A fully automated framework for mass detection is developed (see Fig. 1); it is initialized by extracting small regions of the image (referred to as patches) to be used for training the CNN. The model obtained after the CNN training is first used to classify the unseen testing patches as mass and nonmass patches (with different probabilities). The patches are then recombined to reconstruct the whole mammogram and subsequently the classification probabilities (of each patch) are used to obtain the mass probability map (MPM) for the mammogram and obtain the probable mass region defined by a bounding box.

Fig. 1.

The proposed framework for automated detection of masses in mammograms, where the first block shows the patch extraction strategy using sliding window for negative (nonmass candidates) and positive (mass candidates) mammograms, followed by CNN training in block 2 to obtain a trained model. The third block shows the patch extraction from a test image followed by patch classification using the trained model (shown in block 4). The block 5 shows the MPM and the detection on the original image (with the green bounding box).

2.1. Datasets

2.1.1. CBIS-DDSM

The DDSM¹⁸ database contains digitized images from scanned mammography films compressed with lossless JPEG encoding. In this work, we have used a version of the database, i.e., CBIS-DDSM,³⁵ containing a subset of the original DDSM images in the standard DICOM format. The database was downloaded on October 10, 2017, from the CBIS-DDSM website³⁶ containing 3061 mammograms of 1597 cases. In total, there are 1698 masses in 1592 images from 891 cases, which include both cranio-caudal (CC) and medio-lateral oblique (MLO) views for most of the screened breasts. The CBIS-DDSM database contains pixelwise annotations for the regions of interest (RoI), e.g., masses and calcifications, as well as lesion’s pathology, i.e., benign or malignant.

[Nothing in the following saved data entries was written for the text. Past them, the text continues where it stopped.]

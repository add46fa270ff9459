//! String interner for identifier and lexeme storage.
//!
//! Provides O(1) interning and lookup. Interned strings are leaked, so a
//! looked-up `&str` stays valid for the rest of the process.

use super::Name;
use parking_lot::RwLock;
use rustc_hash::FxHashMap;
use std::sync::Arc;

/// Interned strings and their reverse index.
struct InternTable {
    map: FxHashMap<&'static str, u32>,
    strings: Vec<&'static str>,
}

impl InternTable {
    fn with_empty() -> Self {
        let mut table = InternTable {
            map: FxHashMap::default(),
            strings: Vec::with_capacity(256),
        };
        let empty: &'static str = "";
        table.map.insert(empty, 0);
        table.strings.push(empty);
        table
    }
}

/// String interner.
///
/// # Thread Safety
/// The table sits behind a `RwLock`; interning an already-known string only
/// takes the read lock.
pub struct StringInterner {
    table: RwLock<InternTable>,
}

impl StringInterner {
    /// Create a new interner with the Hulk keywords and built-in names
    /// pre-interned.
    pub fn new() -> Self {
        let interner = StringInterner {
            table: RwLock::new(InternTable::with_empty()),
        };
        interner.pre_intern_keywords();
        interner
    }

    /// Intern a string, returning its Name.
    ///
    /// # Panics
    /// Panics if more than `u32::MAX` distinct strings are interned.
    pub fn intern(&self, s: &str) -> Name {
        // Fast path: check if already interned
        if let Some(&index) = self.table.read().map.get(s) {
            return Name::from_raw(index);
        }

        let mut table = self.table.write();

        // Double-check after acquiring write lock
        if let Some(&index) = table.map.get(s) {
            return Name::from_raw(index);
        }

        let index = u32::try_from(table.strings.len())
            .unwrap_or_else(|_| panic!("string interner exceeded {} entries", u32::MAX));
        let leaked: &'static str = Box::leak(s.to_owned().into_boxed_str());
        table.strings.push(leaked);
        table.map.insert(leaked, index);
        Name::from_raw(index)
    }

    /// Look up the string for a Name.
    ///
    /// Names from a different interner resolve to the empty string.
    pub fn lookup(&self, name: Name) -> &'static str {
        self.table
            .read()
            .strings
            .get(name.index())
            .copied()
            .unwrap_or("")
    }

    /// Get the number of interned strings.
    pub fn len(&self) -> usize {
        self.table.read().strings.len()
    }

    /// Check if the interner is empty (only has the empty string).
    pub fn is_empty(&self) -> bool {
        self.len() <= 1
    }

    fn pre_intern_keywords(&self) {
        const KEYWORDS: &[&str] = &[
            // Reserved keywords
            "let", "in", "if", "else", "function", "true", "false",
            // Built-in functions
            "rand", "cos", "exp", "print", "sin", "sqrt", "log",
        ];

        for kw in KEYWORDS {
            self.intern(kw);
        }
    }
}

impl Default for StringInterner {
    fn default() -> Self {
        Self::new()
    }
}

/// Shared interner handle.
///
/// The environment, the evaluator, and the driver each hold a clone; all of
/// them resolve names against the same table.
#[derive(Clone)]
pub struct SharedInterner(Arc<StringInterner>);

impl SharedInterner {
    /// Create a new shared interner.
    pub fn new() -> Self {
        SharedInterner(Arc::new(StringInterner::new()))
    }
}

impl Default for SharedInterner {
    fn default() -> Self {
        Self::new()
    }
}

impl std::ops::Deref for SharedInterner {
    type Target = StringInterner;

    fn deref(&self) -> &Self::Target {
        &self.0
    }
}

#[cfg(test)]
mod tests;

The CBIS-DDSM database is composed of digitized film-screen mammography images, which implies a nonhomogeneous intensity distribution of the background (nonbreast area). Therefore, a segmentation step using Otsu segmentation³⁷ is used to differentiate between the breast area and the background. Following the standard training and testing split of the data as suggested by Lee et al.,³⁵ the images are first divided into training and testing sets with 1231 and 361 images, respectively. Further, the training set is subdivided into the training and validation images with 985 and 246 images, respectively.

2.1.2. INbreast

The INbreast dataset is composed of digital mammograms acquired using a Siemens MammoNovation mammography system (Siemens Healthineers, Erlangen, Germany). The images were acquired from 115 cases with CC and MLO breast views, leading to a total of 410 images available in DICOM format. From these, a total of 116 masses can be found in 107 mammograms from 50 cases. In this work, we have not considered the cases with follow-up studies (different acquisition times) as different cases, thus resulting in a total of 108 cases. Regarding preprocessing of these full-field digital mammograms (FFDM), global thresholding is performed to segment the breast region from the background and all right breasts are mirrored horizontally to keep the same orientation.

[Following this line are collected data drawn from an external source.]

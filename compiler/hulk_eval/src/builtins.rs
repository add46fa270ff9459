//! Reserved built-in functions.
//!
//! A built-in is identified by name and arity together: `log/2` is
//! reserved, `log/1` is free for user declarations.

use hulk_diagnostic::{errors, HulkError};

use crate::print_handler::PrintHandlerImpl;
use crate::Value;

#[derive(Copy, Clone, Debug, PartialEq, Eq, Hash)]
pub enum Builtin {
    Rand,
    Cos,
    Exp,
    Print,
    Sin,
    Sqrt,
    Log,
}

impl Builtin {
    pub const ALL: [Builtin; 7] = [
        Builtin::Rand,
        Builtin::Cos,
        Builtin::Exp,
        Builtin::Print,
        Builtin::Sin,
        Builtin::Sqrt,
        Builtin::Log,
    ];

    /// The built-in reserved under `(name, arity)`, if any.
    pub fn lookup(name: &str, arity: usize) -> Option<Builtin> {
        Self::ALL
            .into_iter()
            .find(|b| b.name() == name && b.arity() == arity)
    }

    pub const fn name(self) -> &'static str {
        match self {
            Builtin::Rand => "rand",
            Builtin::Cos => "cos",
            Builtin::Exp => "exp",
            Builtin::Print => "print",
            Builtin::Sin => "sin",
            Builtin::Sqrt => "sqrt",
            Builtin::Log => "log",
        }
    }

    pub const fn arity(self) -> usize {
        match self {
            Builtin::Rand => 0,
            Builtin::Log => 2,
            Builtin::Cos | Builtin::Exp | Builtin::Print | Builtin::Sin | Builtin::Sqrt => 1,
        }
    }

    /// Apply the built-in to already-evaluated arguments.
    pub fn call(
        self,
        args: &[Value],
        offset: u32,
        rng: &mut fastrand::Rng,
        out: &PrintHandlerImpl,
    ) -> Result<Value, HulkError> {
        let number = |value: &Value| self.number(value, offset);
        match (self, args) {
            (Builtin::Rand, []) => Ok(Value::Number(rng.f64())),
            (Builtin::Print, [value]) => {
                out.println(&value.to_string());
                Ok(value.clone())
            }
            (Builtin::Cos, [x]) => Ok(Value::Number(number(x)?.cos())),
            (Builtin::Exp, [x]) => Ok(Value::Number(number(x)?.exp())),
            (Builtin::Sin, [x]) => Ok(Value::Number(number(x)?.sin())),
            (Builtin::Sqrt, [x]) => Ok(Value::Number(number(x)?.sqrt())),
            (Builtin::Log, [base, x]) => Ok(Value::Number(number(x)?.log(number(base)?))),
            _ => Err(errors::no_matching_overload(
                self.name(),
                args.len(),
                &[self.arity()],
                offset,
            )),
        }
    }

    fn number(self, value: &Value, offset: u32) -> Result<f64, HulkError> {
        value
            .as_number()
            .ok_or_else(|| errors::type_mismatch(self.name(), "a number", value.type_name(), offset))
    }
}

The dataset contains pixel-level mass annotations and histological information about the type of cancers. The dataset also contains some mammograms with multiple masses. We have found that in four mammograms, the lesions are very close and the bounding-boxes overlap, so we consider them as a single lesion. Thus, the total number of masses in this paper is considered to be 112 instead of 116. A fivefold cross validation is used to analyze the performance on the whole dataset. The dataset is divided into training (60%), validation (20%), and testing (20%) sets on the case level per fold. The distribution is performed in an stratified manner to ascertain equal ratios of normal and abnormal cases.

2.2. Input Patch Extraction

In this work, a sliding window approach is used to scan the whole breast and extract all the possible patches from the image (see Fig. 1). The total number of patches is controlled by the stride ($s\times s$), which also defines the minimum overlap between two consecutive patches. All the patches are then classified based on the annotations provided in the dataset. For example, a patch is labeled as positive (mass candidate) if the central pixel of the patch lies inside the mass (verified using the corresponding RoI annotation); otherwise, it is assigned a negative (no mass) label.

Since in the CBIS-DDSM database normal images (without any abnormalities) are not available, an equal number of positive and negative patches are extracted from mass images considering that all the positive patches are extracted first and then an equal number of negative patches are randomly selected (excluding the border area patches due to high contrast difference). This provides a balanced dataset for training the CNN.

On the other hand, the INbreast dataset contains mammograms with and without masses, so positive patches are extracted only from the mammograms with masses. To maintain a balance between positive and negative samples for the CNN training, the negative patches are extracted from the mammograms without masses using the following formulation:

$$P_{\text{negative}}=\mathrm{ceil}\left(\frac{n}{N}\right),$$ (1)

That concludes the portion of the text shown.